Problem to solve: What do the lines say, reproduced word for word, from the first of the entries below through the line bearing "is a single"?

Saved entries:
──────────────────────────────

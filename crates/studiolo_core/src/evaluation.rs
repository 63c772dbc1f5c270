use derive_getters::Getters;
use serde::{Deserialize, Serialize};

/// The graded outcome of an answer check.
///
/// Decoded from model output with every field defaulted, since graders
/// sometimes omit the score or even the verdict.
#[derive(Debug, Default, Clone, PartialEq, Serialize, Deserialize, Getters)]
pub struct Evaluation {
    /// Whether the answer was judged correct.
    #[serde(default)]
    is_correct: bool,
    /// Feedback shown to the learner.
    #[serde(default)]
    feedback: String,
    /// Score from 0 to 100.
    #[serde(default)]
    score: f32,
}

impl Evaluation {
    pub fn new(is_correct: bool, feedback: impl Into<String>, score: f32) -> Self {
        Self {
            is_correct,
            feedback: feedback.into(),
            score,
        }
    }
}
//! Driver decorator combining the admission gate with the retry policy.

use crate::{AdmissionGate, AdmissionPermit, RetryConfig, retry_with_policy};
use async_trait::async_trait;
use futures::Stream;
use std::pin::Pin;
use std::sync::Arc;
use std::task::{Context, Poll};
use studiolo_core::{ChatMessage, ContentChunk, GenerateRequest, GenerateResponse, ModelInfo};
use studiolo_error::{CancelledError, StudioloResult};
use studiolo_interface::{ChunkStream, StudioloDriver};
use tokio_util::sync::CancellationToken;
use tracing::instrument;

/// A [`StudioloDriver`] wrapper that serializes and retries generation calls.
///
/// The wrapper is itself a driver, so callers stay generic over
/// `StudioloDriver` and pick up resilience by construction:
///
/// ```rust,ignore
/// use studiolo_admission::ResilientClient;
/// use studiolo_models::OllamaClient;
///
/// let client = ResilientClient::new(OllamaClient::default());
/// let response = client.generate(&request, &cancel).await?;
/// ```
///
/// `generate` and `chat` hold the gate across their whole retry loop, so two
/// callers can never interleave attempts. `generate_stream` is a single
/// attempt (replaying half a stream would duplicate output) and holds the
/// gate until the returned stream is dropped. Model listing and the
/// availability probe bypass the gate; they are cheap and must work while a
/// generation is in flight.
#[derive(Debug)]
pub struct ResilientClient<D> {
    driver: D,
    gate: Arc<AdmissionGate>,
    retry: RetryConfig,
}

impl<D> ResilientClient<D> {
    /// Wraps a driver with the default single-slot gate and retry policy.
    pub fn new(driver: D) -> Self {
        Self::with_policy(driver, AdmissionGate::single(), RetryConfig::default())
    }

    /// Wraps a driver with an explicit gate and retry policy.
    pub fn with_policy(driver: D, gate: AdmissionGate, retry: RetryConfig) -> Self {
        Self {
            driver,
            gate: Arc::new(gate),
            retry,
        }
    }

    /// The wrapped driver.
    pub fn driver(&self) -> &D {
        &self.driver
    }

    /// The gate shared by every generation call on this client.
    pub fn gate(&self) -> &AdmissionGate {
        &self.gate
    }

    /// The retry policy applied to `generate` and `chat`.
    pub fn retry(&self) -> &RetryConfig {
        &self.retry
    }

    /// Waits for a gate slot, abandoning the wait if the caller cancels.
    async fn admit(&self, cancel: &CancellationToken) -> StudioloResult<AdmissionPermit> {
        tokio::select! {
            permit = self.gate.acquire() => Ok(permit),
            _ = cancel.cancelled() => {
                Err(CancelledError::new("Cancelled while waiting for admission").into())
            }
        }
    }
}

#[async_trait]
impl<D: StudioloDriver> StudioloDriver for ResilientClient<D> {
    #[instrument(skip(self, req, cancel), fields(driver = self.driver.name()))]
    async fn generate(
        &self,
        req: &GenerateRequest,
        cancel: &CancellationToken,
    ) -> StudioloResult<GenerateResponse> {
        let _permit = self.admit(cancel).await?;
        retry_with_policy(&self.retry, cancel, || self.driver.generate(req, cancel)).await
    }

    #[instrument(skip(self, req, cancel), fields(driver = self.driver.name()))]
    async fn generate_stream(
        &self,
        req: &GenerateRequest,
        cancel: &CancellationToken,
    ) -> StudioloResult<ChunkStream> {
        let permit = self.admit(cancel).await?;
        let inner = self.driver.generate_stream(req, cancel).await?;

        Ok(Box::pin(GatedStream {
            inner,
            _permit: permit,
        }))
    }

    #[instrument(skip(self, messages, cancel), fields(driver = self.driver.name()))]
    async fn chat(
        &self,
        messages: &[ChatMessage],
        temperature: Option<f32>,
        cancel: &CancellationToken,
    ) -> StudioloResult<GenerateResponse> {
        let _permit = self.admit(cancel).await?;
        retry_with_policy(&self.retry, cancel, || {
            self.driver.chat(messages, temperature, cancel)
        })
        .await
    }

    async fn models(&self) -> StudioloResult<Vec<ModelInfo>> {
        self.driver.models().await
    }

    async fn is_available(&self) -> bool {
        self.driver.is_available().await
    }

    fn name(&self) -> &str {
        self.driver.name()
    }

    fn set_model(&self, model: &str) {
        self.driver.set_model(model)
    }

    fn current_model(&self) -> String {
        self.driver.current_model()
    }
}

/// Stream wrapper that keeps the gate slot occupied until dropped.
struct GatedStream {
    inner: ChunkStream,
    _permit: AdmissionPermit,
}

impl Stream for GatedStream {
    type Item = ContentChunk;

    fn poll_next(self: Pin<&mut Self>, cx: &mut Context<'_>) -> Poll<Option<Self::Item>> {
        self.get_mut().inner.as_mut().poll_next(cx)
    }
}

#[cfg(test)]
mod tests {
    use super::*;
    use futures::StreamExt;
    use std::sync::Mutex;
    use std::sync::atomic::{AtomicU32, Ordering};
    use std::time::Duration;
    use studiolo_error::{OllamaError, OllamaErrorKind};
    use tokio_stream::wrappers::ReceiverStream;

    struct ScriptedDriver {
        fail_first: u32,
        hold: Duration,
        calls: AtomicU32,
        concurrent: AtomicU32,
        max_concurrent: AtomicU32,
        model: Mutex<String>,
    }

    impl ScriptedDriver {
        fn flaky(fail_first: u32, hold: Duration) -> Self {
            Self {
                fail_first,
                hold,
                calls: AtomicU32::new(0),
                concurrent: AtomicU32::new(0),
                max_concurrent: AtomicU32::new(0),
                model: Mutex::new("mock:latest".to_string()),
            }
        }

        fn steady() -> Self {
            Self::flaky(0, Duration::ZERO)
        }
    }

    #[async_trait]
    impl StudioloDriver for ScriptedDriver {
        async fn generate(
            &self,
            req: &GenerateRequest,
            _cancel: &CancellationToken,
        ) -> StudioloResult<GenerateResponse> {
            let n = self.calls.fetch_add(1, Ordering::SeqCst);
            let active = self.concurrent.fetch_add(1, Ordering::SeqCst) + 1;
            self.max_concurrent.fetch_max(active, Ordering::SeqCst);
            if !self.hold.is_zero() {
                tokio::time::sleep(self.hold).await;
            }
            self.concurrent.fetch_sub(1, Ordering::SeqCst);

            if n < self.fail_first {
                Err(OllamaError::new(OllamaErrorKind::Network("connection reset".to_string()))
                    .into())
            } else {
                Ok(GenerateResponse::new(
                    format!("echo: {}", req.prompt()),
                    "mock",
                    true,
                ))
            }
        }

        async fn generate_stream(
            &self,
            _req: &GenerateRequest,
            _cancel: &CancellationToken,
        ) -> StudioloResult<ChunkStream> {
            let (tx, rx) = tokio::sync::mpsc::channel(4);
            tx.try_send(ContentChunk::new("part", false)).ok();
            tx.try_send(ContentChunk::new("", true)).ok();

            Ok(ReceiverStream::new(rx).boxed())
        }

        async fn chat(
            &self,
            _messages: &[ChatMessage],
            _temperature: Option<f32>,
            _cancel: &CancellationToken,
        ) -> StudioloResult<GenerateResponse> {
            Ok(GenerateResponse::new("chat reply", "mock", true))
        }

        async fn models(&self) -> StudioloResult<Vec<ModelInfo>> {
            Ok(vec![ModelInfo::new("mock:latest")])
        }

        async fn is_available(&self) -> bool {
            true
        }

        fn name(&self) -> &str {
            "mock"
        }

        fn set_model(&self, model: &str) {
            *self.model.lock().unwrap() = model.to_string();
        }

        fn current_model(&self) -> String {
            self.model.lock().unwrap().clone()
        }
    }

    fn fast_retry() -> RetryConfig {
        RetryConfig {
            max_attempts: 3,
            backoff_unit: Duration::from_millis(1),
            cooldown: Duration::from_millis(1),
        }
    }

    #[tokio::test]
    async fn concurrent_generations_never_overlap() {
        let client = Arc::new(ResilientClient::with_policy(
            ScriptedDriver::flaky(0, Duration::from_millis(20)),
            AdmissionGate::single(),
            fast_retry(),
        ));

        let mut handles = Vec::new();
        for i in 0..3 {
            let client = client.clone();
            handles.push(tokio::spawn(async move {
                let req = GenerateRequest::new(format!("prompt {i}"));
                client.generate(&req, &CancellationToken::new()).await
            }));
        }
        for handle in handles {
            handle.await.expect("task completes").expect("generation succeeds");
        }

        assert_eq!(client.driver().max_concurrent.load(Ordering::SeqCst), 1);
        assert_eq!(client.driver().calls.load(Ordering::SeqCst), 3);
    }

    #[tokio::test]
    async fn retries_run_under_one_admission() {
        let client = ResilientClient::with_policy(
            ScriptedDriver::flaky(2, Duration::ZERO),
            AdmissionGate::single(),
            fast_retry(),
        );

        let req = GenerateRequest::new("stubborn prompt");
        let response = client
            .generate(&req, &CancellationToken::new())
            .await
            .expect("third attempt succeeds");

        assert_eq!(response.content(), "echo: stubborn prompt");
        assert_eq!(client.driver().calls.load(Ordering::SeqCst), 3);
        assert_eq!(client.gate().available(), 1, "Slot returned after the retry loop");
    }

    #[tokio::test]
    async fn stream_occupies_the_slot_until_dropped() {
        let client = ResilientClient::with_policy(
            ScriptedDriver::steady(),
            AdmissionGate::single(),
            fast_retry(),
        );

        let req = GenerateRequest::new("stream me");
        let stream = client
            .generate_stream(&req, &CancellationToken::new())
            .await
            .expect("stream opens");

        assert!(client.gate().try_acquire().is_none(), "Stream holds the slot");

        let chunks: Vec<ContentChunk> = stream.collect().await;
        assert_eq!(chunks.len(), 2);
        assert!(chunks.last().expect("two chunks").is_terminal());

        assert!(client.gate().try_acquire().is_some(), "Slot freed after stream end");
    }

    #[tokio::test]
    async fn queued_caller_cancels_cleanly() {
        let client = Arc::new(ResilientClient::with_policy(
            ScriptedDriver::steady(),
            AdmissionGate::single(),
            fast_retry(),
        ));

        let held = client.gate().acquire().await;
        let cancel = CancellationToken::new();

        let waiting = {
            let client = client.clone();
            let cancel = cancel.clone();
            tokio::spawn(async move {
                let req = GenerateRequest::new("never runs");
                client.generate(&req, &cancel).await
            })
        };

        tokio::time::sleep(Duration::from_millis(5)).await;
        cancel.cancel();

        let result = waiting.await.expect("task completes");
        assert!(result.is_err(), "Queued caller surfaces cancellation");
        assert_eq!(
            client.driver().calls.load(Ordering::SeqCst),
            0,
            "Driver never called"
        );

        drop(held);
    }

    #[tokio::test]
    async fn model_management_passes_through() {
        let client = ResilientClient::new(ScriptedDriver::steady());

        assert_eq!(client.name(), "mock");
        client.set_model("qwen2.5:7b");
        assert_eq!(client.current_model(), "qwen2.5:7b");

        let models = client.models().await.expect("listing succeeds");
        assert_eq!(models.len(), 1);
        assert!(client.is_available().await);
    }
}
//! Configuration error types.

/// Configuration error with source location.
#[derive(Debug, Clone)]
pub struct ConfigError {
    /// Error message
    pub message: String,
    /// Line number where the error occurred
    pub line: u32,
    /// File where the error occurred
    pub file: &'static str,
}

impl ConfigError {
    /// Create a new ConfigError with the given message at the current location.
    #[track_caller]
    pub fn new(message: impl Into<String>) -> Self {
        let location = std::panic::Location::caller();
        Self {
            message: message.into(),
            line: location.line(),
            file: location.file(),
        }
    }
}

impl std::fmt::Display for ConfigError {
    fn fmt(&self, f: &mut std::fmt::Formatter<'_>) -> std::fmt::Result {
        write!(
            f,
            "Configuration Error: {} at line {} in {}",
            self.message, self.line, self.file
        )
    }
}

impl std::error::Error for ConfigError {}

──────────────────────────────

Task result:
filename crates/studiolo_core/src/evaluation.rs
repository 63c772dbc1f5c270
use derive_getters::Getters;
use serde::{Deserialize, Serialize};

/// The graded outcome of an answer check.
///
/// Decoded from model output with every field defaulted, since graders
/// sometimes omit the score or even the verdict.
#[derive(Debug, Default, Clone, PartialEq, Serialize, Deserialize, Getters)]
pub struct Evaluation {
    /// Whether the answer was judged correct.
    #[serde(default)]
    is_correct: bool,
    /// Feedback shown to the learner.
    #[serde(default)]
    feedback: String,
    /// Score from 0 to 100.
    #[serde(default)]
    score: f32,
}

impl Evaluation {
    pub fn new(is_correct: bool, feedback: impl Into<String>, score: f32) -> Self {
        Self {
            is_correct,
            feedback: feedback.into(),
            score,
        }
    }
}
//! Driver decorator combining the admission gate with the retry policy.

use crate::{AdmissionGate, AdmissionPermit, RetryConfig, retry_with_policy};
use async_trait::async_trait;
use futures::Stream;
use std::pin::Pin;
use std::sync::Arc;
use std::task::{Context, Poll};
use studiolo_core::{ChatMessage, ContentChunk, GenerateRequest, GenerateResponse, ModelInfo};
use studiolo_error::{CancelledError, StudioloResult};
use studiolo_interface::{ChunkStream, StudioloDriver};
use tokio_util::sync::CancellationToken;
use tracing::instrument;

/// A [`StudioloDriver`] wrapper that serializes and retries generation calls.
///
/// The wrapper is itself a driver, so callers stay generic over
/// `StudioloDriver` and pick up resilience by construction:
///
/// ```rust,ignore
/// use studiolo_admission::ResilientClient;
/// use studiolo_models::OllamaClient;
///
/// let client = ResilientClient::new(OllamaClient::default());
/// let response = client.generate(&request, &cancel).await?;
/// ```
///
/// `generate` and `chat` hold the gate across their whole retry loop, so two
/// callers can never interleave attempts. `generate_stream` is a single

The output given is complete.